Review: We Are What We Are

Jim Mickle plays the scenario deadly straight and unintentionally exposes all of its attendant absurdities, leaving the cast stranded.

We Are What We Are
Photo: Entertainment One

Frank Parker (Bill Sage) is a simple man who aims to raise his children, Iris (Ambyr Childers), Rose (Julia Garner), and Rory (Jack Gore), in the traditions that have been in his family for centuries. He’s a God-fearing man, and all he expects of his kin is their unquestioning fidelity to his orders, which involve their dressing in decades-old clothes while occasionally fasting so as to properly appreciate the meal of rolls and human stew they’re to eventually consume. Unsurprisingly, the teenaged Iris and Rose have grown to find this lifestyle of unwaveringly austere bloodlust rather wanting.
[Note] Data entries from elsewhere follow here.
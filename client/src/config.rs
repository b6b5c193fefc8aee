//! Client configuration loaded via OrthoConfig.

use std::path::PathBuf;

use ortho_config::OrthoConfig;
use serde::Deserialize;
use thiserror::Error;
use url::Url;

/// API base URL used when none is configured.
pub const DEFAULT_API_URL: &str = "http://localhost:4500/api";

/// Configuration problems detected while resolving settings.
#[derive(Debug, Clone, PartialEq, Eq, Error)]
pub enum ConfigError {
    /// Environment, file or CLI sources could not be merged.
    #[error("failed to load client settings: {message}")]
    Load {
        /// Loader error text.
        message: String,
    },
    /// The API URL is not an absolute `http(s)` URL.
    #[error("invalid API base URL {value:?}: {message}")]
    InvalidApiUrl {
        /// Value as configured.
        value: String,
        /// Why it was refused.
        message: String,
    },
}

/// Settings for the status page client.
#[derive(Debug, Clone, Default, Deserialize, OrthoConfig)]
#[ortho_config(prefix = "STATUSPAGE")]
pub struct ClientSettings {
    /// Base URL of the REST API, e.g. `https://status.example.com/api`.
    pub api_url: Option<String>,
    /// Organization pre-selected on the public status view.
    pub default_organization: Option<String>,
    /// Directory holding the persisted session; in-memory when unset.
    pub session_dir: Option<PathBuf>,
}

impl ClientSettings {
    /// Resolved API base URL without a trailing slash.
    ///
    /// # Errors
    ///
    /// Returns [`ConfigError::InvalidApiUrl`] when the configured value is not
    /// an absolute `http` or `https` URL.
    ///
    /// # Examples
    /// ```
    /// use status_client::config::ClientSettings;
    ///
    /// let settings = ClientSettings {
    ///     api_url: Some("https://status.example.com/api/".into()),
    ///     ..ClientSettings::default()
    /// };
    /// assert_eq!(settings.api_base_url().unwrap(), "https://status.example.com/api");
    /// assert_eq!(
    ///     ClientSettings::default().api_base_url().unwrap(),
    ///     "http://localhost:4500/api"
    /// );
    /// ```
    pub fn api_base_url(&self) -> Result<String, ConfigError> {
        let raw = self
            .api_url
            .as_deref()
            .map(str::trim)
            .filter(|value| !value.is_empty())
            .unwrap_or(DEFAULT_API_URL);
        let trimmed = raw.strip_suffix('/').unwrap_or(raw);

        let invalid = |message: String| ConfigError::InvalidApiUrl {
            value: raw.to_owned(),
            message,
        };
        let parsed = Url::parse(trimmed).map_err(|error| invalid(error.to_string()))?;
        if !matches!(parsed.scheme(), "http" | "https") {
            return Err(invalid(format!("unsupported scheme {}", parsed.scheme())));
        }
        Ok(trimmed.to_owned())
    }

    /// Configured default organization, ignoring blank values.
    pub fn default_organization(&self) -> Option<&str> {
        self.default_organization
            .as_deref()
            .map(str::trim)
            .filter(|value| !value.is_empty())
    }
}
//! Driven port for surfacing notices to the user.

use std::sync::{Arc, Mutex, PoisonError};

use crate::domain::Notice;

/// Port for delivering a [`Notice`] to whatever presents it.
#[cfg_attr(test, mockall::automock)]
pub trait Notifier: Send + Sync {
    /// Present `notice`; delivery is best effort.
    fn notify(&self, notice: &Notice);
}

/// Notifier double that keeps every notice it receives.
#[derive(Debug, Clone, Default)]
pub struct RecordingNotifier {
    notices: Arc<Mutex<Vec<Notice>>>,
}

impl RecordingNotifier {
    /// Notifier with no notices yet.
    pub fn new() -> Self {
        Self::default()
    }

    /// Every notice received, oldest first.
    pub fn notices(&self) -> Vec<Notice> {
        self.notices
            .lock()
            .unwrap_or_else(PoisonError::into_inner)
            .clone()
    }
}

impl Notifier for RecordingNotifier {
    fn notify(&self, notice: &Notice) {
        self.notices
            .lock()
            .unwrap_or_else(PoisonError::into_inner)
            .push(notice.clone());
    }
}
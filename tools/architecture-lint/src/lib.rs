//! Layer-boundary lint for the status page client.
//!
//! Every source file under a layer directory of `client/src` is parsed with
//! `syn`, and each path it names is checked against that layer's rule:
//!
//! - `domain` may not reach application, adapter or wiring modules, nor the
//!   infrastructure crates the adapters wrap
//! - application services (`admin`, `api`, `session`) talk to adapters only
//!   through domain ports
//! - `outbound` adapters may not call back into application services
//!
//! Run it with `cargo run -p architecture-lint` from the workspace root.

use std::collections::BTreeSet;
use std::fs;
use std::io;
use std::path::{Path, PathBuf};

use syn::visit::Visit;
use thiserror::Error;

/// Crate name used when client sources refer to themselves by path.
const CLIENT_CRATE: &str = "status_client";

/// Crates only the outbound adapters and the wiring code may touch.
const INFRASTRUCTURE_CRATES: &[&str] = &["cap_std", "ortho_config", "reqwest", "tracing_subscriber"];

/// Import rules for one layer of the client.
#[derive(Debug)]
struct LayerRule {
    name: &'static str,
    roots: &'static [&'static str],
    forbidden_modules: &'static [&'static str],
    forbidden_crates: &'static [&'static str],
}

static RULES: [LayerRule; 3] = [
    LayerRule {
        name: "domain",
        roots: &["domain"],
        forbidden_modules: &[
            "admin",
            "api",
            "session",
            "outbound",
            "bootstrap",
            "config",
            "telemetry",
        ],
        forbidden_crates: INFRASTRUCTURE_CRATES,
    },
    LayerRule {
        name: "application",
        roots: &["admin", "api", "session"],
        forbidden_modules: &["outbound", "bootstrap", "config", "telemetry"],
        forbidden_crates: INFRASTRUCTURE_CRATES,
    },
    LayerRule {
        name: "outbound",
        roots: &["outbound"],
        forbidden_modules: &["admin", "api", "session", "bootstrap"],
        forbidden_crates: &["ortho_config", "tracing_subscriber"],
    },
];

impl LayerRule {
    fn for_file(file: &Path) -> Option<&'static Self> {
        let first = file.components().next()?.as_os_str().to_str()?;
        let root = first.strip_suffix(".rs").unwrap_or(first);
        RULES.iter().find(|rule| names(rule.roots, root))
    }

    /// Message for `path` when this layer may not name it.
    ///
    /// Bare and `self::`/`super::` paths resolve inside the current module,
    /// so only `crate::` and `status_client::` prefixes can reach another
    /// layer; any other first segment is an external crate.
    fn violation(&self, path: &[String]) -> Option<String> {
        let (first, rest) = path.split_first()?;
        match first.as_str() {
            "crate" | CLIENT_CRATE => {
                let module = rest.first()?;
                names(self.forbidden_modules, module)
                    .then(|| format!("{} module must not depend on crate::{module}", self.name))
            }
            "self" | "super" => None,
            external => names(self.forbidden_crates, external).then(|| {
                format!(
                    "{} module must not depend on external crate `{external}`",
                    self.name
                )
            }),
        }
    }
}

fn names(list: &[&str], candidate: &str) -> bool {
    list.iter().any(|entry| *entry == candidate)
}

/// A single boundary violation discovered by the linter.
#[derive(Debug, Clone, PartialEq, Eq, Error)]
#[error("{}: {message}", .file.display())]
pub struct Violation {
    /// File path relative to `client/src`.
    pub file: PathBuf,
    /// Human-readable description of the violated rule.
    pub message: String,
}

/// Failure modes returned by the architecture lint.
#[derive(Debug, Error)]
pub enum ArchitectureLintError {
    /// Reading the source tree failed.
    #[error("failed to read client sources: {0}")]
    Io(#[from] io::Error),
    /// The file does not sit under a known layer directory.
    #[error("{} is outside every known layer", .file.display())]
    UnknownLayer {
        /// Offending path.
        file: PathBuf,
    },
    /// The file is not valid Rust.
    #[error("failed to parse {}: {message}", .file.display())]
    Parse {
        /// Offending path.
        file: PathBuf,
        /// Parser message.
        message: String,
    },
    /// One or more boundary violations were found.
    #[error("architecture boundary violations:\n{}", list(.0))]
    Violations(Vec<Violation>),
}

fn list(violations: &[Violation]) -> String {
    violations
        .iter()
        .map(|violation| format!("- {violation}\n"))
        .collect()
}

/// A Rust source file to be linted.
#[derive(Debug, Clone, PartialEq, Eq)]
pub struct LintSource {
    /// Path relative to `client/src`.
    pub file: PathBuf,
    /// File contents.
    pub contents: String,
}

/// Lint the client crate sources on disk.
///
/// `client_dir` must be the `client/` directory at the repository root.
/// Files outside the layer directories, such as the wiring modules, are not
/// checked.
pub fn lint_client_sources(client_dir: &Path) -> Result<(), ArchitectureLintError> {
    let sources = read_layer_sources(&client_dir.join("src"))?;
    lint_sources(&sources)
}

/// Lint the provided Rust sources, reporting every violation at once.
pub fn lint_sources(sources: &[LintSource]) -> Result<(), ArchitectureLintError> {
    let mut violations = Vec::new();

    for source in sources {
        let rule =
            LayerRule::for_file(&source.file).ok_or_else(|| ArchitectureLintError::UnknownLayer {
                file: source.file.clone(),
            })?;
        let parsed =
            syn::parse_file(&source.contents).map_err(|err| ArchitectureLintError::Parse {
                file: source.file.clone(),
                message: err.to_string(),
            })?;

        let mut paths = ReferencedPaths::default();
        paths.visit_file(&parsed);
        let messages: BTreeSet<String> =
            paths.0.iter().filter_map(|path| rule.violation(path)).collect();
        violations.extend(messages.into_iter().map(|message| Violation {
            file: source.file.clone(),
            message,
        }));
    }

    if violations.is_empty() {
        Ok(())
    } else {
        Err(ArchitectureLintError::Violations(violations))
    }
}

/// Every path named by a file, with `use` trees flattened to full paths.
#[derive(Default)]
struct ReferencedPaths(BTreeSet<Vec<String>>);

impl<'ast> Visit<'ast> for ReferencedPaths {
    fn visit_path(&mut self, node: &'ast syn::Path) {
        let segments: Vec<String> = node
            .segments
            .iter()
            .map(|segment| segment.ident.to_string())
            .collect();
        if !segments.is_empty() {
            self.0.insert(segments);
        }
        syn::visit::visit_path(self, node);
    }

    fn visit_item_use(&mut self, node: &'ast syn::ItemUse) {
        flatten_use_tree(&node.tree, &mut Vec::new(), &mut self.0);
    }
}

fn flatten_use_tree(
    tree: &syn::UseTree,
    prefix: &mut Vec<String>,
    out: &mut BTreeSet<Vec<String>>,
) {
    match tree {
        syn::UseTree::Path(path) => {
            prefix.push(path.ident.to_string());
            flatten_use_tree(&path.tree, prefix, out);
            prefix.pop();
        }
        syn::UseTree::Name(syn::UseName { ident })
        | syn::UseTree::Rename(syn::UseRename { ident, .. }) => {
            let mut full = prefix.clone();
            full.push(ident.to_string());
            out.insert(full);
        }
        syn::UseTree::Glob(_) => {
            if !prefix.is_empty() {
                out.insert(prefix.clone());
            }
        }
        syn::UseTree::Group(group) => {
            for item in &group.items {
                flatten_use_tree(item, prefix, out);
            }
        }
    }
}

/// Read every `.rs` file under the layer roots, sorted by path.
fn read_layer_sources(src_dir: &Path) -> Result<Vec<LintSource>, ArchitectureLintError> {
    let mut pending: Vec<PathBuf> = RULES
        .iter()
        .flat_map(|rule| rule.roots)
        .flat_map(|root| [src_dir.join(root), src_dir.join(format!("{root}.rs"))])
        .filter(|path| path.exists())
        .collect();
    let mut sources = Vec::new();

    while let Some(path) = pending.pop() {
        if path.is_dir() {
            for entry in fs::read_dir(&path)? {
                pending.push(entry?.path());
            }
        } else if path.extension().is_some_and(|ext| ext == "rs") {
            let file = path
                .strip_prefix(src_dir)
                .map_or_else(|_| path.clone(), Path::to_path_buf);
            let contents = fs::read_to_string(&path)?;
            sources.push(LintSource { file, contents });
        }
    }

    sources.sort_by(|left, right| left.file.cmp(&right.file));
    Ok(sources)
}
//! User-facing notices raised by session operations.

use serde::Serialize;

/// Tone of a [`Notice`].
#[derive(Debug, Clone, Copy, PartialEq, Eq, Serialize)]
#[serde(rename_all = "lowercase")]
pub enum NoticeLevel {
    /// An operation completed.
    Success,
    /// An operation failed or was refused.
    Error,
}

/// Short message surfaced to the user after an operation.
#[derive(Debug, Clone, PartialEq, Eq, Serialize)]
pub struct Notice {
    /// Tone.
    pub level: NoticeLevel,
    /// Text shown to the user.
    pub message: String,
}

impl Notice {
    /// Success notice carrying `message`.
    pub fn success(message: impl Into<String>) -> Self {
        Self {
            level: NoticeLevel::Success,
            message: message.into(),
        }
    }

    /// Error notice carrying `message`.
    pub fn error(message: impl Into<String>) -> Self {
        Self {
            level: NoticeLevel::Error,
            message: message.into(),
        }
    }
}
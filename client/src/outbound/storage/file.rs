//! File-backed session storage.
//!
//! Each key maps to `<dir>/<key>.json`. All access goes through a cap-std
//! [`Dir`] handle so keys cannot escape the configured directory.

use std::io;
use std::path::Path;

use cap_std::ambient_authority;
use cap_std::fs::Dir;

use super::atomic_io::write_atomic;
use crate::domain::ports::{SessionStorage, StorageError};

/// Durable storage rooted at one directory.
#[derive(Debug)]
pub struct FileSessionStorage {
    dir: Dir,
}

impl FileSessionStorage {
    /// Open `path`, creating it when missing.
    ///
    /// # Errors
    ///
    /// Returns an error when the directory cannot be created or opened.
    pub fn open(path: &Path) -> io::Result<Self> {
        Dir::create_ambient_dir_all(path, ambient_authority())?;
        let dir = Dir::open_ambient_dir(path, ambient_authority())?;
        Ok(Self { dir })
    }

    /// Wrap an already opened directory handle.
    pub fn from_dir(dir: Dir) -> Self {
        Self { dir }
    }
}

fn file_name(key: &str) -> Result<String, StorageError> {
    let valid = !key.is_empty()
        && key
            .chars()
            .all(|ch| ch.is_ascii_alphanumeric() || ch == '_' || ch == '-');
    if valid {
        Ok(format!("{key}.json"))
    } else {
        Err(StorageError::invalid_key(key))
    }
}

impl SessionStorage for FileSessionStorage {
    fn read(&self, key: &str) -> Result<Option<String>, StorageError> {
        let name = file_name(key)?;
        match self.dir.read_to_string(&name) {
            Ok(contents) => Ok(Some(contents)),
            Err(err) if err.kind() == io::ErrorKind::NotFound => Ok(None),
            Err(err) => Err(StorageError::read(key, err.to_string())),
        }
    }

    fn write(&self, key: &str, value: &str) -> Result<(), StorageError> {
        let name = file_name(key)?;
        write_atomic(&self.dir, &name, value).map_err(|err| StorageError::write(key, err.to_string()))
    }

    fn remove(&self, key: &str) -> Result<(), StorageError> {
        let name = file_name(key)?;
        match self.dir.remove_file(&name) {
            Ok(()) => Ok(()),
            Err(err) if err.kind() == io::ErrorKind::NotFound => Ok(()),
            Err(err) => Err(StorageError::remove(key, err.to_string())),
        }
    }
}
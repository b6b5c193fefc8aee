//! Incidents, their timeline updates, and the forms that create them.

use std::fmt;

use serde::{Deserialize, Serialize};
use serde_json::{Map, Value};
use thiserror::Error;

use super::identity::EntityId;
use super::timestamp::Timestamp;
use super::wire::null_as_default;

/// Lifecycle state of an incident.
#[derive(Debug, Clone, Default, PartialEq, Eq, Hash, Serialize, Deserialize)]
#[serde(from = "String", into = "String")]
pub enum IncidentStatus {
    /// Reported, not yet triaged.
    #[default]
    Open,
    /// Cause being looked into.
    Investigating,
    /// Fix applied, watching for recurrence.
    Monitoring,
    /// Over.
    Resolved,
    /// A status this client does not know, kept verbatim.
    Other(String),
}

impl IncidentStatus {
    /// Wire spelling, e.g. `"investigating"`.
    pub fn as_str(&self) -> &str {
        match self {
            Self::Open => "open",
            Self::Investigating => "investigating",
            Self::Monitoring => "monitoring",
            Self::Resolved => "resolved",
            Self::Other(value) => value.as_str(),
        }
    }
}

impl fmt::Display for IncidentStatus {
    fn fmt(&self, f: &mut fmt::Formatter<'_>) -> fmt::Result {
        f.write_str(self.as_str())
    }
}

impl From<String> for IncidentStatus {
    fn from(value: String) -> Self {
        match value.as_str() {
            "open" => Self::Open,
            "investigating" => Self::Investigating,
            "monitoring" => Self::Monitoring,
            "resolved" => Self::Resolved,
            _ => Self::Other(value),
        }
    }
}

impl From<IncidentStatus> for String {
    fn from(value: IncidentStatus) -> Self {
        match value {
            IncidentStatus::Other(raw) => raw,
            known => known.as_str().to_owned(),
        }
    }
}

/// Whether the record describes an unplanned incident or planned maintenance.
#[derive(Debug, Clone, Copy, Default, PartialEq, Eq, Hash, Serialize, Deserialize)]
#[serde(rename_all = "lowercase")]
pub enum IncidentKind {
    /// Unplanned disruption.
    #[default]
    Incident,
    /// Planned work.
    Maintenance,
}

/// One entry of an incident's update timeline.
#[derive(Debug, Clone, PartialEq, Serialize, Deserialize)]
#[serde(rename_all = "camelCase")]
pub struct IncidentUpdate {
    /// Incident status set by this update, if any.
    #[serde(default, skip_serializing_if = "Option::is_none")]
    pub status: Option<IncidentStatus>,
    /// Update text; `null` reads as empty.
    #[serde(default, deserialize_with = "null_as_default")]
    pub message: String,
    /// When the update was posted.
    #[serde(default, skip_serializing_if = "Option::is_none")]
    pub timestamp: Option<Timestamp>,
    /// Older servers send this instead of `timestamp`.
    #[serde(default, skip_serializing_if = "Option::is_none")]
    pub created_at: Option<Timestamp>,
    /// Fields this client does not model.
    #[serde(flatten)]
    pub extra: Map<String, Value>,
}

/// Incident record as returned by `/incidents` and the public snapshot.
#[derive(Debug, Clone, PartialEq, Serialize, Deserialize)]
#[serde(rename_all = "camelCase")]
pub struct Incident {
    /// Server identifier.
    pub id: EntityId,
    /// Headline shown on the status page.
    pub title: String,
    /// Longer explanation, when given.
    #[serde(default, skip_serializing_if = "Option::is_none")]
    pub description: Option<String>,
    /// Missing or `null` reads as [`IncidentStatus::Open`].
    #[serde(default, deserialize_with = "null_as_default")]
    pub status: IncidentStatus,
    /// Wire field `incidentType`.
    #[serde(default, skip_serializing_if = "Option::is_none")]
    pub incident_type: Option<IncidentKind>,
    /// Affected services; the API sends either ids or embedded records.
    #[serde(default, deserialize_with = "null_as_default")]
    pub services: Vec<Value>,
    /// Timeline, oldest first.
    #[serde(default, deserialize_with = "null_as_default")]
    pub updates: Vec<IncidentUpdate>,
    /// When the disruption began.
    #[serde(default, skip_serializing_if = "Option::is_none")]
    pub started_at: Option<Timestamp>,
    /// When the record was filed.
    #[serde(default, skip_serializing_if = "Option::is_none")]
    pub created_at: Option<Timestamp>,
    /// Set once resolved.
    #[serde(default, skip_serializing_if = "Option::is_none")]
    pub resolved_at: Option<Timestamp>,
    /// Fields this client does not model.
    #[serde(flatten)]
    pub extra: Map<String, Value>,
}

impl Incident {
    /// Resolved incidents move to the history list.
    pub fn is_resolved(&self) -> bool {
        self.status == IncidentStatus::Resolved
    }
}

/// Split incidents into `(active, resolved)` keeping their order.
pub fn partition_incidents(incidents: &[Incident]) -> (Vec<&Incident>, Vec<&Incident>) {
    incidents.iter().partition(|incident| !incident.is_resolved())
}

/// Reasons an incident form or update note is refused.
#[derive(Debug, Clone, PartialEq, Eq, Error)]
pub enum IncidentValidationError {
    /// The title is blank.
    #[error("Title is required")]
    MissingTitle,
    /// The description is blank.
    #[error("Description is required")]
    MissingDescription,
    /// No affected service was selected.
    #[error("Select at least one service")]
    NoServices,
    /// The update note is blank.
    #[error("Update message cannot be empty")]
    EmptyUpdate,
}

/// Raw input of the "new incident" form.
#[derive(Debug, Clone, Default, PartialEq, Eq)]
pub struct IncidentForm {
    /// Required headline.
    pub title: String,
    /// Required explanation.
    pub description: String,
    /// Status the incident opens with.
    pub status: IncidentStatus,
    /// Incident or planned maintenance.
    pub kind: IncidentKind,
    /// Ids of the affected services.
    pub services: Vec<EntityId>,
    /// Optional first timeline message; blank means none.
    pub initial_update: String,
}

/// Validated payload for `POST /incidents`.
#[derive(Debug, Clone, PartialEq, Eq, Serialize)]
#[serde(rename_all = "camelCase")]
pub struct NewIncident {
    title: String,
    description: String,
    status: IncidentStatus,
    incident_type: IncidentKind,
    services: Vec<EntityId>,
    #[serde(skip_serializing_if = "Option::is_none")]
    initial_update: Option<String>,
}

impl NewIncident {
    /// Validate the form; checks run in the order the form shows its fields.
    pub fn try_from_form(form: &IncidentForm) -> Result<Self, IncidentValidationError> {
        let title = form.title.trim();
        if title.is_empty() {
            return Err(IncidentValidationError::MissingTitle);
        }
        let description = form.description.trim();
        if description.is_empty() {
            return Err(IncidentValidationError::MissingDescription);
        }
        if form.services.is_empty() {
            return Err(IncidentValidationError::NoServices);
        }
        let initial_update = Some(form.initial_update.trim())
            .filter(|update| !update.is_empty())
            .map(str::to_owned);

        Ok(Self {
            title: title.to_owned(),
            description: description.to_owned(),
            status: form.status.clone(),
            incident_type: form.kind,
            services: form.services.clone(),
            initial_update,
        })
    }

    /// Trimmed title.
    pub fn title(&self) -> &str {
        self.title.as_str()
    }

    /// Trimmed first update, when one was given.
    pub fn initial_update(&self) -> Option<&str> {
        self.initial_update.as_deref()
    }
}

/// Non-empty message posted to an incident's timeline.
#[derive(Debug, Clone, PartialEq, Eq, Serialize)]
pub struct IncidentNote {
    message: String,
}

impl IncidentNote {
    /// Trim `message`, refusing it when nothing is left.
    pub fn try_new(message: &str) -> Result<Self, IncidentValidationError> {
        let message = message.trim();
        if message.is_empty() {
            return Err(IncidentValidationError::EmptyUpdate);
        }
        Ok(Self {
            message: message.to_owned(),
        })
    }

    /// Trimmed text.
    pub fn message(&self) -> &str {
        self.message.as_str()
    }
}
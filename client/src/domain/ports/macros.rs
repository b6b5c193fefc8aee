//! `define_port_error!` generates port error enums with snake_case
//! constructors that accept anything convertible into each field.

macro_rules! define_port_error {
    (@ctor $variant:ident) => {
        ::paste::paste! {
            #[doc = concat!("Build [`Self::", stringify!($variant), "`].")]
            pub fn [<$variant:snake>]() -> Self {
                Self::$variant
            }
        }
    };

    (@ctor $variant:ident { $($field:ident : $ty:ty),* $(,)? }) => {
        define_port_error!(@ctor_impl $variant () () $( $field : $ty, )*);
    };

    (@ctor_impl $variant:ident ($($params:tt)*) ($($inits:tt)*) ) => {
        ::paste::paste! {
            #[doc = concat!("Build [`Self::", stringify!($variant), "`].")]
            pub fn [<$variant:snake>]($($params)*) -> Self {
                Self::$variant { $($inits)* }
            }
        }
    };

    (@ctor_impl $variant:ident ($($params:tt)*) ($($inits:tt)*) $field:ident : $ty:ty, $($rest:tt)*) => {
        define_port_error!(
            @ctor_impl
            $variant
            ($($params)* $field: impl Into<$ty>,)
            ($($inits)* $field: $field.into(),)
            $($rest)*
        );
    };
    (
        $(#[$outer:meta])*
        pub enum $name:ident {
            $(
                $(#[$variant_meta:meta])*
                $variant:ident $( { $($field:ident : $ty:ty),* $(,)? } )? => $message:expr
            ),* $(,)?
        }
    ) => {
        $(#[$outer])*
        #[derive(Debug, Clone, PartialEq, Eq, thiserror::Error)]
        pub enum $name {
            $(
                $(#[$variant_meta])*
                #[error($message)]
                $variant $( { $(#[doc = "Detail carried by this failure."] $field : $ty),* } )?,
            )*
        }

        impl $name {
            $(
                define_port_error!(@ctor $variant $( { $($field : $ty),* } )?);
            )*
        }
    };
}

pub(crate) use define_port_error;
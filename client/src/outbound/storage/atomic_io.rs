//! Atomic file writes inside a capability directory.
//!
//! Contents go to a hidden temporary sibling first and are renamed over the
//! target, so readers never observe a partially written file.

use std::io::{self, Write};
use std::sync::atomic::{AtomicU64, Ordering};
use std::time::{SystemTime, UNIX_EPOCH};

use cap_std::fs::{Dir, OpenOptions};

static TEMP_COUNTER: AtomicU64 = AtomicU64::new(0);

/// Replace `file_name` in `dir` with `contents`.
///
/// `file_name` must be a single path component.
pub(super) fn write_atomic(dir: &Dir, file_name: &str, contents: &str) -> io::Result<()> {
    let counter = TEMP_COUNTER.fetch_add(1, Ordering::Relaxed);
    let suffix = SystemTime::now()
        .duration_since(UNIX_EPOCH)
        .map_or(0, |elapsed| elapsed.as_nanos());
    let tmp_name = format!(
        ".{file_name}.tmp.{}.{suffix}.{counter}",
        std::process::id()
    );

    write_to_temp_file(dir, &tmp_name, contents)?;
    if let Err(err) = rename_temp_to_target(dir, &tmp_name, file_name) {
        drop(dir.remove_file(&tmp_name));
        return Err(err);
    }
    sync_directory(dir);
    Ok(())
}

fn write_to_temp_file(dir: &Dir, tmp_name: &str, contents: &str) -> io::Result<()> {
    let mut options = OpenOptions::new();
    options.write(true).create_new(true);
    let mut file = dir.open_with(tmp_name, &options)?;

    let written = file
        .write_all(contents.as_bytes())
        .and_then(|()| file.sync_all());
    if written.is_err() {
        drop(file);
        drop(dir.remove_file(tmp_name));
    }
    written
}

#[cfg(windows)]
fn rename_temp_to_target(dir: &Dir, tmp_name: &str, target_name: &str) -> io::Result<()> {
    // Windows rename fails if the target exists.
    match dir.remove_file(target_name) {
        Ok(()) => {}
        Err(err) if err.kind() == io::ErrorKind::NotFound => {}
        Err(err) => return Err(err),
    }
    dir.rename(tmp_name, dir, target_name)
}

#[cfg(not(windows))]
fn rename_temp_to_target(dir: &Dir, tmp_name: &str, target_name: &str) -> io::Result<()> {
    dir.rename(tmp_name, dir, target_name)
}

fn sync_directory(dir: &Dir) {
    // Best effort.
    drop(dir.open(".").and_then(|handle| handle.sync_all()));
}
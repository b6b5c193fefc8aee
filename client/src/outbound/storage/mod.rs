//! Durable session storage adapters.

mod atomic_io;
mod file;

pub use file::FileSessionStorage;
We Are What We Are is a remake of the Mexican film of the same name, and though Jorge Michel Grau’s original was far from a masterpiece, it was energized by a dirty, sleazy sense of humor and outrage. Grau’s film was basically a shaggy-dog joke that followed in the tradition of the cannibalism film as blunt social critique. Why wouldn’t Mexicans be eating each other up? Haven’t they been doing that at the behest of Mexican and American authorities since who-knows-when anyway? To his credit, director Jim Mickle understands the cultural specificity of the original film and realizes that a scene-for-scene American remake would be meaningless, so he tailors the story’s basic components to concern the eroding income of a deliriously religious lower-rural American class.

Mickle and co-writer Nick Damici have one superb new idea that could’ve worked as a metaphor more poetic than anything in the original: A torrential storm is fast approaching this film’s woodsy community, causing the creeks to rise and flush out the bones of the Parkers’ victims, exposing the literal skeletons from their past in the process—a beautifully direct conceit that recalls the way that Robert Altman used a storm in The Gingerbread Man. But the new We Are What We Are is a stolid bore in every other way. Mickle plays the scenario deadly straight and unintentionally exposes all of its attendant absurdities, leaving the cast stranded, particularly Sage, who fondles fake bones while tediously emoting in a fashion that goes a long way to proving that if you’ve heard the deranged rantings of one backwoods religious zealot, you’ve heard them all.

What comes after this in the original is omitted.